You'd do well to read Ichneumon's post on this subject again, this time for comprehension. Your hypothesis bespeaks multiple incomprehensions on your part, so many that it seems unlikely that you have made any effort to understand how populations evolve. You think you've got your "gotcha" that somehow 99% of PhD biologists haven't spotted, and you don't want to let go of it. Fine. Here's a hint though; Mendelian genetics has enormously strengthened evolution, not weakened it. In Darwin's time genetics wasn't known and it was a serious potential weakness of the theory that no-one knew why beneficial differences between offspring and parent didn't just dilute through the population as time went on. Genetics explains the lack of dilution.
This is one of the sillier aspects of the creationist mindset; that you/they spot an objection to mainstream science that a 10 year old could understand, and they think therefore that they've found something that invalidates multiple scientific fields of endeavour that hundreds of thousands of people spend their working lives studying.
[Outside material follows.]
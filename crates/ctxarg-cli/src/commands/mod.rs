pub mod completion;
pub mod lint;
Presumably you think that either (a) all professional biologists are stupid or (b) all professional biologists are knowingly engaged in an atheist conspiracy to destroy Christianity or (c) both (a) and (b). If you are a young-earth-creationist you can extend that to "all scientists are fools or liars or lying fools".
I've called most of the people who he mentions in his videos, the ones that use the oxygenized pressure tanks, and found out most of what he says is true.